■ What you will do
Only the lines of the data holding the string "service" need to be returned.

■ Available records
//! Client for the optional remote veterinary AI bot service.
//!
//! The bot is never required. Every call that the UI depends on degrades to
//! a canned answer (chat, suggestions, health) or an empty list (history,
//! medicines) when the service is down, rate limited or returns garbage.
//! Only translation surfaces its failure, as [`BotError::TranslationUnavailable`].

pub mod client;
pub mod config;
pub mod envelope;
pub mod error;
pub mod transport;
pub mod types;

pub use client::*;
pub use config::*;
pub use envelope::*;
pub use error::*;
pub use transport::*;
pub use types::*;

■ Expected answer
//! Client for the optional remote veterinary AI bot service.
//! medicines) when the service is down, rate limited or returns garbage.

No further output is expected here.